◆ Problem description: Copy each line of the entries that contains the word "MigrationEngine".

:: Dataset content

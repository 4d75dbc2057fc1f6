//! Cache Maintenance
//!
//! The cache directory holds regenerable derivatives (thumbnails, preview
//! renders). Clearing it is always safe; the two modes differ in scope: a
//! full clear drops and recreates the whole directory, an age-based clear
//! deletes only files older than a cutoff and prunes emptied subdirectories.

use std::path::Path;
use std::time::{Duration, SystemTime};

use tokio::fs;

use crate::utils::error::StorageResult;
use crate::utils::fs::{dir_size, prune_files_older_than, remove_dir_if_exists};

/// Category subdirectories recreated after a full clear
pub(crate) const CACHE_CATEGORIES: [&str; 2] = ["thumbnails", "previews"];

/// Delete the whole cache directory and recreate it empty with its category
/// subdirectories. Returns the bytes freed.
pub(crate) async fn clear_all(cache_path: &Path) -> StorageResult<u64> {
    let freed = dir_size(cache_path).await?;
    remove_dir_if_exists(cache_path).await?;
    for category in CACHE_CATEGORIES {
        fs::create_dir_all(cache_path.join(category)).await?;
    }
    Ok(freed)
}

/// Delete cache files last modified more than `days` days ago, pruning any
/// directory left empty. The cache root itself is kept. Returns the bytes
/// freed.
pub(crate) async fn clear_older_than(cache_path: &Path, days: u32) -> StorageResult<u64> {
    let cutoff = SystemTime::now() - Duration::from_secs(u64::from(days) * 86_400);
    prune_files_older_than(cache_path, cutoff).await
}
//! Storage Engine
//!
//! The facade the application shell talks to. Composes the configuration,
//! the routing context, and the services over one base directory, and runs
//! the startup sequence: migrate the legacy layout, recover lost per-project
//! data, hydrate the project index, then auto-clean the cache. Every stage
//! is non-fatal; a failed startup still opens the hydration gate so router
//! calls cannot deadlock.
//!
//! Router accessors build against the base path the configuration points at
//! right now, so a link, move, or import is picked up by every router
//! created afterwards without restarting the engine.

use std::sync::Arc;

use tokio::sync::RwLock;
use tracing::{error, warn};

use crate::context::StorageContext;
use crate::services::location::StorageLocationManager;
use crate::services::migration::{MigrationEngine, MigrationSummary};
use crate::services::project_data::ProjectDataService;
use crate::services::project_index::ProjectIndexService;
use crate::services::recovery::{RecoveryEngine, RecoverySummary};
use crate::services::router::{ProjectRouter, SplitRouter};
use crate::storage::config::StorageConfigService;
use crate::storage::kv::{FileKvStore, KvStore};
use crate::utils::error::StorageResult;
use crate::utils::paths::storage_config_path;

/// What the startup sequence did
#[derive(Debug, Default)]
pub struct StartupSummary {
    /// None when migration failed outright
    pub migration: Option<MigrationSummary>,
    /// None when the recovery pass failed outright
    pub recovery: Option<RecoverySummary>,
    /// Cache bytes freed by auto-clean
    pub cache_freed_bytes: u64,
}

/// Storage engine facade over one configured base directory
pub struct StorageEngine {
    config: Arc<RwLock<StorageConfigService>>,
    context: Arc<StorageContext>,
}

impl StorageEngine {
    /// Engine over an already-loaded configuration
    pub fn new(config: StorageConfigService) -> Self {
        Self {
            config: Arc::new(RwLock::new(config)),
            context: Arc::new(StorageContext::new()),
        }
    }

    /// Engine over the configuration file at the default platform location
    pub async fn with_default_location() -> StorageResult<Self> {
        let path = storage_config_path()?;
        Ok(Self::new(StorageConfigService::load(path).await))
    }

    /// The shared routing context
    pub fn context(&self) -> Arc<StorageContext> {
        self.context.clone()
    }

    /// KV handle over the current projects root. Built fresh per call so it
    /// always reflects the base path the configuration points at now.
    pub async fn kv(&self) -> StorageResult<Arc<dyn KvStore>> {
        let base = self.config.read().await.effective_base()?;
        Ok(Arc::new(FileKvStore::new(base.join("projects"))))
    }

    /// Router for whole-file per-project stores
    pub async fn project_router(&self) -> StorageResult<ProjectRouter> {
        Ok(ProjectRouter::new(self.kv().await?, self.context.clone()))
    }

    /// Router for flat-collection stores
    pub async fn split_router(&self) -> StorageResult<SplitRouter> {
        Ok(SplitRouter::new(self.kv().await?, self.context.clone()))
    }

    /// Service over the global project index
    pub async fn project_index(&self) -> StorageResult<ProjectIndexService> {
        Ok(ProjectIndexService::new(self.kv().await?, self.context.clone()))
    }

    /// Service for explicit per-project data cleanup
    pub async fn project_data(&self) -> StorageResult<ProjectDataService> {
        Ok(ProjectDataService::new(self.kv().await?, self.context.clone()))
    }

    /// Manager for base-directory operations (validate, link, move, export,
    /// import, cache). Shares this engine's configuration, so a successful
    /// operation re-points every router created afterwards.
    pub fn location(&self) -> StorageLocationManager {
        StorageLocationManager::new(self.config.clone())
    }

    /// Toggle cross-project sharing for a flat-collection store
    pub async fn set_sharing(&self, store: &str, enabled: bool) {
        self.context.set_sharing(store, enabled).await;
    }

    /// Run the startup sequence. Routers must not be trusted before this
    /// completes: migration and recovery run first, then the project index
    /// load opens the hydration gate they wait on.
    pub async fn initialize(&self) -> StartupSummary {
        let mut summary = StartupSummary::default();

        let kv = match self.kv().await {
            Ok(kv) => kv,
            Err(e) => {
                error!("Storage root is unavailable, starting without persistence: {}", e);
                self.context.mark_hydrated();
                return summary;
            }
        };

        match MigrationEngine::new(kv.clone()).migrate().await {
            Ok(migration) => summary.migration = Some(migration),
            Err(e) => error!("Migration failed, continuing with the existing layout: {}", e),
        }

        match RecoveryEngine::new(kv.clone()).recover().await {
            Ok(recovery) => summary.recovery = Some(recovery),
            Err(e) => error!("Recovery pass failed: {}", e),
        }

        ProjectIndexService::new(kv, self.context.clone())
            .hydrate()
            .await;

        match self.location().run_auto_clean().await {
            Ok(freed) => summary.cache_freed_bytes = freed,
            Err(e) => warn!("Automatic cache clean failed: {}", e),
        }

        summary
    }
}
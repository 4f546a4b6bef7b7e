//! Progress module containing progress bar functionality.
//!
//! This module renders download lifecycle events as terminal progress bars.
//! It is an optional consumer of the engine's event stream: the engine
//! itself never draws anything, and frontends with their own UI simply
//! install a different event callback.
//!
//! # Overview
//!
//! - `style` - progress bar styling options and templates
//! - `renderer` - the event-driven [`ProgressRenderer`]
//!
//! # Examples
//!
//! ```rust,no_run
//! use pacfetch::progress::{ProgressRenderer, StyleOptions};
//! use pacfetch::EngineBuilder;
//!
//! # fn main() -> pacfetch::Result<()> {
//! let renderer = ProgressRenderer::new(StyleOptions::default(), 5);
//! let engine = EngineBuilder::new().on_event(renderer.handler()).build()?;
//! # let _ = engine;
//! # Ok(())
//! # }
//! ```

pub(crate) mod renderer;
pub(crate) mod style;

pub use renderer::ProgressRenderer;
pub use style::{ProgressBarOpts, StyleOptions};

::::

◆ Completed exercise:
use crate::services::migration::{MigrationEngine, MigrationSummary};
        match MigrationEngine::new(kv.clone()).migrate().await {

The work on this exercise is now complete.